Art Lawler Staff Writer email@example.com
The Ada News
It wasn’t supposed to be like this.
There was to be a pep rally, like always. High fives and jokes. Laughs and organized cheers. The perfect season, the No. 4 state ranking in Class 4A, and sporting a perfect 11-0 record.
But this was no pep rally. The drive toward a state championship was suddenly on freeze frame.
The same students who grew up laughing and growing alongside Cody Johnson had gathered inside Ada High School’s Student Center Thursday night to mourn him.
He won’t be lining up at his normal offensive tackle and defensive end positions tonight. But don’t try telling his coaches and his teammates Cody’s spirit won’t be right there in the huddle with them.
As of yesterday, Norris Field has a large A painted on it with No. 56 in the middle of it honoring the Cougars’ fallen teammate.

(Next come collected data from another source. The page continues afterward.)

//! Character sheet snapshot and inventory items.

use std::collections::BTreeMap;

use serde::{Deserialize, Serialize};

use crate::{Die, DomainError, ItemId, PlayerId, Stat};

/// Adversity tokens a fresh character starts with.
pub const DEFAULT_ADVERSITY: u32 = 2;

/// Inclusive bounds of the secondary dial.
pub const SECONDARY_DIAL_MIN: i8 = -3;
pub const SECONDARY_DIAL_MAX: i8 = 3;

/// One character's full sheet, as held by the local state cell.
#[derive(Debug, Clone, PartialEq, Eq, Serialize, Deserialize)]
#[serde(rename_all = "camelCase")]
pub struct Character {
    pub id: PlayerId,
    pub adversity_tokens: u32,
    pub stats: BTreeMap<Stat, Die>,
    pub status: String,
    /// Storage order only; display order comes from each item's `order` key.
    pub inventory: Vec<InventoryItem>,
    pub secondary_dial: i8,
}

impl Character {
    pub fn new(id: PlayerId) -> Self {
        Self {
            id,
            adversity_tokens: DEFAULT_ADVERSITY,
            stats: BTreeMap::new(),
            status: String::new(),
            inventory: Vec::new(),
            secondary_dial: 0,
        }
    }

    /// Inventory in display order: by order key, ties broken by id.
    pub fn sorted_inventory(&self) -> Vec<InventoryItem> {
        let mut items = self.inventory.clone();
        items.sort_by(|a, b| a.order.cmp(&b.order).then_with(|| a.id.cmp(&b.id)));
        items
    }

    pub fn item(&self, id: ItemId) -> Option<&InventoryItem> {
        self.inventory.iter().find(|item| item.id == id)
    }

    pub fn owns_item(&self, id: ItemId) -> bool {
        self.item(id).is_some()
    }

    /// Order key of the item displayed last, if any.
    pub fn last_order_key(&self) -> Option<&str> {
        self.inventory
            .iter()
            .map(|item| item.order.as_str())
            .max()
    }
}

/// A single inventory entry.
#[derive(Debug, Clone, PartialEq, Eq, Serialize, Deserialize)]
pub struct InventoryItem {
    pub id: ItemId,
    pub name: String,
    pub description: String,
    /// Fractional index, see [`crate::ordering`].
    pub order: String,
}

impl InventoryItem {
    /// A blank item placed at `order`.
    pub fn blank(id: ItemId, order: impl Into<String>) -> Self {
        Self {
            id,
            name: String::new(),
            description: String::new(),
            order: order.into(),
        }
    }

    /// An item with no name and no description is considered abandoned by the editor.
    pub fn is_empty(&self) -> bool {
        self.name.is_empty() && self.description.is_empty()
    }
}

/// Checks an adversity value requested by a caller.
pub fn validate_adversity(value: i64) -> Result<u32, DomainError> {
    if value < 0 {
        return Err(DomainError::validation(format!(
            "adversity tokens cannot be negative (got {})",
            value
        )));
    }
    u32::try_from(value).map_err(|_| {
        DomainError::out_of_range("adversity tokens", value, 0, i64::from(u32::MAX))
    })
}

pub fn validate_secondary_dial(value: i64) -> Result<i8, DomainError> {
    if !(i64::from(SECONDARY_DIAL_MIN)..=i64::from(SECONDARY_DIAL_MAX)).contains(&value) {
        return Err(DomainError::out_of_range(
            "secondary dial",
            value,
            i64::from(SECONDARY_DIAL_MIN),
            i64::from(SECONDARY_DIAL_MAX),
        ));
    }
    // In range, so the narrowing is lossless.
    Ok(value as i8)
}

#[cfg(test)]
mod tests {
    use super::*;

    fn item(order: &str) -> InventoryItem {
        InventoryItem::blank(ItemId::new(), order)
    }

    #[test]
    fn new_character_has_defaults() {
        let c = Character::new(PlayerId::from("olympia"));
        assert_eq!(c.adversity_tokens, 2);
        assert_eq!(c.status, "");
        assert!(c.stats.is_empty());
        assert!(c.inventory.is_empty());
        assert_eq!(c.secondary_dial, 0);
    }

    #[test]
    fn sorted_inventory_follows_order_keys_not_storage_order() {
        let mut c = Character::new(PlayerId::from("ryan"));
        let late = item("a2");
        let early = item("a0");
        let middle = item("a0V");
        c.inventory = vec![late.clone(), early.clone(), middle.clone()];

        let sorted: Vec<ItemId> = c.sorted_inventory().iter().map(|i| i.id).collect();
        assert_eq!(sorted, vec![early.id, middle.id, late.id]);
        assert_eq!(c.last_order_key(), Some("a2"));
    }

    #[test]
    fn adversity_validation_rejects_negative() {
        assert_eq!(validate_adversity(0), Ok(0));
        assert_eq!(validate_adversity(7), Ok(7));
        assert!(matches!(
            validate_adversity(-1),
            Err(DomainError::Validation(_))
        ));
    }

    #[test]
    fn secondary_dial_validation_enforces_bounds() {
        assert_eq!(validate_secondary_dial(-3), Ok(-3));
        assert_eq!(validate_secondary_dial(3), Ok(3));
        assert!(validate_secondary_dial(4).is_err());
        assert!(validate_secondary_dial(-4).is_err());
    }

    #[test]
    fn character_serializes_camel_case() {
        let c = Character::new(PlayerId::from("chris"));
        let json = serde_json::to_value(&c).expect("serialize");
        assert_eq!(json["adversityTokens"], 2);
        assert_eq!(json["secondaryDial"], 0);
    }
}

Instead of high fives there were burning candles — each student helping the other student start a flame until one burning candle became hundreds of burning candles.
All were there to pay tribute to Cody; one of the Cougars’ most popular players. The usual pregame banners were on the wall, but they were now filled with messages from the heart as student after student walked up to write his, or her, goodbyes, then to stand and read what other classmates had to say about Cody.
When he promised his mother victory, just before going on his motorcycle ride, he was referring to the ninth-rated Cleveland Tigers, Ada’s state quarter final opponent tonight.
“We’re going to beat the snot out of ’em, Mom,” he had said, minutes before leaving the house on his motorcycle.
But the wave of the perfect season — and the dream of a state championship season — ended abruptly when tragedy intervened.
Cody was killed and his classmates were now assembled here trying to help each other get through it. Confidence had been shattered. Doubt and confusion reigned.
So the drums were silent. It was quiet. So quiet that only the grief could be heard.
Calvin Prince, an administrator for the Pontotoc County Drug Center and a member of the crisis team, offered the opening prayer.
Jay Keel with the Chickasaw Nation was the next person to step onto the stage to offer words of encouragement for both family and friends of Cody’s.
Head Coach Matt Weber spoke next: “Everybody loved Cody, but more important, Cody loved everybody,” he told the students.
He was followed by Cody’s step-father, Bud Masters, his voice choked with emotion. “He loved every one of you guys,” he told the football players. “I never heard him say a bad word about anyone. He would just want you guys to do the best you could.”
Teammate Easton Pingleton called Cody one of the best athletes he had ever seen. He joked about how strong Cody was and how it always took two guys to block him.
Commenting on the show of support, Weber said, “This is Ada. This is what we’re about. We stand each other up.”
Classmate Maddie Henning said she felt she’d lost her best friend. “I grew up with him,” she said, breaking into tears. “I feel like I’ve lost a piece of my heart. He was my great big teddy bear.”
Hunter Bedsole said Cody was his best friend. “He was unpredictable and random,” he said. “You never knew what he was going to do next.”
“He brought us together as a family,” said classmate Brittany Sweeney.
He encouraged Cody’s teammates not to let down because of the tragedy but to set an example for people throughout Oklahoma and the nation in moving forward in a time of crisis.
When the ceremony came to an end, many in the crowd continued to sit. Many wept and friends rallied around the family trying to offer some degree of comfort.
The emotions for the most part were quiet, somewhat confused, unlike the pomp and circumstance of the usual pep rally noise.
But in their hearts, a sound of painful silence seemed to roar with pride, determination and resolve.